Well, the USD Index was in its third day of the decline yesterday and here’s what it did in the overnight trading.

Yesterday, the USDX moved briefly below its February high and it reversed after touching the early-March high. In today’s overnight trading, it moved back above the February high, which means that the corrective decline might be completely over.

If so, then the precious metals market would be likely to decline without looking back.

And that’s what gold seems to be doing in the last couple of hours.

After forming a bearish reversal yesterday, gold declined. Was that the final short-term top?

It’s not crystal-clear, because gold didn’t reach any important resistance level yesterday. Still, if the USD Index completed its corrective upswing, gold’s likely to fall anyway.

Yes, there is the possibility that gold could rally along with the USD Index, and it did so many times in the past. However, just because it (relatively infrequently) happened in the past, doesn’t mean that’s it’s going to take place shortly. Conversely, based on yesterday’s reversal in gold despite the USD’s decline, we got an indication of the exact opposite. Gold is likely to magnify the USD’s movement but in the opposite direction. So far today, it’s been doing exactly that – the USDX is up by 0.45% while gold is down by 1.02%.

In yesterday’s intraday Gold & Silver Trading Alert, I wrote not only about the USD Index and gold’s relative performance, but also about other factors. One of them was the performance of the general stock market. I wrote the following:

The general stock market was likely to rally, perhaps as high as to the rising line that’s parallel to the neckline of the hypothetical 2021 head and shoulders pattern. That’s exactly the line that it reached today.

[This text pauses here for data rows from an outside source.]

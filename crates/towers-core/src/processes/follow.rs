//! Applying the implication closure of one asserted or excluded triple.

use super::{Change, Outcome};
use crate::primitives::FOLLOW_IMPLICATIONS_RAM;
use crate::puzzle::Puzzle;
use crate::scheduler::Process;
use crate::types::{ProcessId, Triple};
use std::collections::VecDeque;
use tracing::debug;

/// Queries the implication graph once for everything forced by `start`,
/// then applies one forced change per tick.
///
/// A forced set of a triple that is already excluded clears its cell,
/// which raises `NoPossibilities`. The process stops at the first active
/// contradiction.
#[derive(Debug, Clone)]
pub struct FollowImplicationsProcess {
    id: ProcessId,
    start: Change,
    queue: Option<VecDeque<Change>>,
    changes: usize,
}

impl FollowImplicationsProcess {
    /// Follow what asserting `triple` forces.
    #[must_use]
    pub fn set(triple: Triple) -> Self {
        Self::new("follow-set", Change::Set(triple), triple)
    }

    /// Follow what excluding `triple` forces.
    #[must_use]
    pub fn removal(triple: Triple) -> Self {
        Self::new("follow-removal", Change::Exclude(triple), triple)
    }

    fn new(kind: &str, start: Change, triple: Triple) -> Self {
        Self {
            id: ProcessId::new(format!(
                "{}:{},{},{}",
                kind, triple.row, triple.col, triple.val
            )),
            start,
            queue: None,
            changes: 0,
        }
    }

    /// Forced changes, sets first, excluding the start literal itself.
    fn plan(&self, puzzle: &Puzzle) -> VecDeque<Change> {
        let implications = puzzle.implications();
        let (closure, start) = match self.start {
            Change::Set(t) => (implications.implications_from_node_set(t), t),
            Change::Exclude(t) => (implications.implications_from_node_removal(t), t),
        };
        let sets = closure
            .set
            .iter()
            .filter(|&&t| !matches!(self.start, Change::Set(s) if s == t))
            .map(|&t| Change::Set(t));
        let exclusions = closure
            .excluded
            .iter()
            .filter(|&&t| !matches!(self.start, Change::Exclude(s) if s == t))
            .map(|&t| Change::Exclude(t));
        let plan: VecDeque<Change> = sets.chain(exclusions).collect();
        debug!(start = %start, forced = plan.len(), "implication closure");
        plan
    }

    /// Whether the starting literal still holds in the puzzle.
    fn start_holds(&self, puzzle: &Puzzle) -> bool {
        match self.start {
            Change::Set(t) => puzzle.solved_value(t.row, t.col) == Some(t.val),
            Change::Exclude(t) => !puzzle.is_possible(t),
        }
    }
}

impl Process<Puzzle> for FollowImplicationsProcess {
    type Output = Outcome;

    fn process_id(&self) -> &ProcessId {
        &self.id
    }

    fn ram_requirement(&self) -> u64 {
        FOLLOW_IMPLICATIONS_RAM
    }

    fn tick(&mut self, puzzle: &mut Puzzle) -> bool {
        if puzzle.contradiction().is_some() {
            return true;
        }
        let Some(queue) = self.queue.as_mut() else {
            if !self.start_holds(puzzle) {
                return true;
            }
            let plan = self.plan(puzzle);
            let done = plan.is_empty();
            self.queue = Some(plan);
            return done;
        };

        while let Some(change) = queue.pop_front() {
            if !change.is_pending(puzzle) {
                continue;
            }
            if change.apply(puzzle) {
                self.changes = self.changes.saturating_add(1);
            }
            return queue.is_empty() || puzzle.contradiction().is_some();
        }
        true
    }

    fn return_value(&self) -> Outcome {
        Outcome::Followed {
            changes: self.changes,
        }
    }
}

#[cfg(test)]
mod tests {
    use super::*;
    use crate::puzzle::ImplicationKind;

    fn t(row: usize, col: usize, val: usize) -> Triple {
        Triple::new(row, col, val)
    }

    fn run(process: &mut FollowImplicationsProcess, puzzle: &mut Puzzle) {
        for _ in 0..1000 {
            if process.tick(puzzle) {
                return;
            }
        }
        unreachable!("process never finished");
    }

    #[test]
    fn set_follows_chain() {
        let mut puzzle = Puzzle::blank(3).expect("puzzle");
        puzzle.add_implication(ImplicationKind::OnToOn, t(0, 0, 0), t(1, 1, 1));
        puzzle.add_implication(ImplicationKind::OnToOff, t(1, 1, 1), t(2, 2, 2));
        puzzle.set_cell(0, 0, 0).expect("in grid");

        let mut process = FollowImplicationsProcess::set(t(0, 0, 0));
        run(&mut process, &mut puzzle);

        assert_eq!(puzzle.solved_value(1, 1), Some(1));
        assert!(!puzzle.is_possible(t(2, 2, 2)));
        assert_eq!(process.return_value(), Outcome::Followed { changes: 2 });
    }

    #[test]
    fn removal_follows_contrapositive() {
        let mut puzzle = Puzzle::blank(3).expect("puzzle");
        puzzle.add_implication(ImplicationKind::OnToOn, t(0, 0, 0), t(1, 1, 1));
        puzzle.remove_from_cell(1, 1, 1);

        let mut process = FollowImplicationsProcess::removal(t(1, 1, 1));
        run(&mut process, &mut puzzle);

        assert!(!puzzle.is_possible(t(0, 0, 0)));
    }

    #[test]
    fn forced_set_of_excluded_triple_raises() {
        let mut puzzle = Puzzle::blank(3).expect("puzzle");
        puzzle.add_implication(ImplicationKind::OffToOn, t(0, 0, 0), t(0, 1, 0));
        puzzle.remove_from_cell(0, 1, 0);
        puzzle.remove_from_cell(0, 0, 0);

        let mut process = FollowImplicationsProcess::removal(t(0, 0, 0));
        run(&mut process, &mut puzzle);

        assert!(puzzle.marks_cell(0, 1).is_empty());
        assert!(puzzle.contradiction().is_some());
    }

    #[test]
    fn nothing_happens_when_start_no_longer_holds() {
        let mut puzzle = Puzzle::blank(3).expect("puzzle");
        puzzle.add_implication(ImplicationKind::OnToOn, t(0, 0, 0), t(1, 1, 1));

        let mut process = FollowImplicationsProcess::set(t(0, 0, 0));
        assert!(process.tick(&mut puzzle));
        assert_eq!(process.return_value(), Outcome::Followed { changes: 0 });
    }
}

Moreover, if this head-and-shoulders pattern is to be upheld, stocks (S&P 500) shouldn’t rally above its previous high and they just moved very close to it. Consequently – while it’s far from being certain – we might have just seen a top or one might be formed shortly.

As you can see on the above chart, the S&P 500 futures (the above chart features the index futures, not the index) didn’t move to a new high and they reversed after moving to the combination of resistance provided by the rising resistance line and the previous high.

Consequently, we might have just seen a top in stocks, which would be the right shoulder of a medium-term head-and-shoulders pattern. The implications would be very bearish.

Then again, in case of the index (not futures) and in case of the SPY ETF, we actually saw moves to new highs yesterday.

The move above the previous high was not big, but it was present. What happens next depends on today’s session. Based on the overnight futures movement, it seems that we might see an invalidation of the breakouts, which would be a sell signal for the index and for the SPY ETF.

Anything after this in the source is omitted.